少なくとも、十分にチェックすることが必要だ。

対話型AIに期待できない第2は、アイデアそのものを考えてもらうことだ。

「……についてのアイデアはないか?」というような漠然とした指示では、ろくな答えは得られない。ごく普通に言われていることが出てくるだけだ。AIに創造を求めるのは、もともと無理なことなのである。

したがって、小説や映画の筋書きそのものを考えてもらうこともできない。「……の続編を書いてほしい」というような漠然とした指示では、実に陳腐な答えしか得られない。AIに小説を書かせるのであれば、人間が詳細に筋書きを考える必要がある。

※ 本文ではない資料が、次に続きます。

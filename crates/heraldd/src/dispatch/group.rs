//! Subcommand dispatch for command groups.

use tracing::debug;

use super::command::CommandHandler;
use super::context::ExecutionContext;
use super::errors::CommandError;
use super::response::Response;
use super::router::{DISPATCH_TARGET, invoke};

/// Handler of a group's parent command.
///
/// Children are resolved through the router's registry at dispatch time, so
/// a later [`CommandRouter::register_child`] changes routing. The router
/// gates the parent on the OR of its children's flags. This dispatcher then
/// gates the selected child on that child's own flags, so access to a
/// lenient sibling never opens a stricter one.
///
/// [`CommandRouter::register_child`]: super::CommandRouter::register_child
pub struct GroupDispatcher {
    group: String,
}

impl GroupDispatcher {
    /// Creates a dispatcher for the children registered under `group`.
    #[must_use]
    pub fn new(group: impl Into<String>) -> Self {
        Self {
            group: group.into(),
        }
    }
}

impl CommandHandler for GroupDispatcher {
    fn handle(&self, ctx: &mut ExecutionContext<'_>) -> Result<Response, CommandError> {
        let (name, nested) = ctx
            .options()
            .subcommand()
            .map(|(name, nested)| (name.to_owned(), nested.to_vec()))
            .ok_or_else(|| CommandError::subcommand_required(&self.group))?;
        let child = ctx
            .router()
            .lookup_child(&self.group, &name)
            .ok_or_else(|| CommandError::unknown_subcommand(&self.group, &name))?;

        ctx.descend(&name, &nested);
        ctx.router()
            .gate(ctx, child.needs_realm(), child.needs_permission())?;
        child.validate_options(ctx.options())?;

        debug!(target: DISPATCH_TARGET, command = %ctx.path(), "delegating to subcommand");
        invoke(&child, ctx)
    }
}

AIに期待してはならないもう一つのことは、健康に関するアドバイスだ。誤った回答を信じれば、命に関わりかねない。 

AIに創造はできないが、知的作業の力強い手助けになる

多くの人は、対話型AIにクリエイティブな作業を求めようとしている。テーマだけ与えて論文を書いてもらうといったことだ。

これによって、手抜きができないかと期待している。しかし、すでに述べたように、AIは、この要求には応えてくれない。これは、もともと無理な要求なのだ。

だから、以上で述べた使用法のうち、「価値が高い利用法」として述べたことをいかに開拓できるかが重要だ。

結局のところ、「アイデアの発想」は、人間の仕事だという結論になる。ただし、AIはその仕事を補助してくれる。だから、決して無視したり排除したりしてはならない。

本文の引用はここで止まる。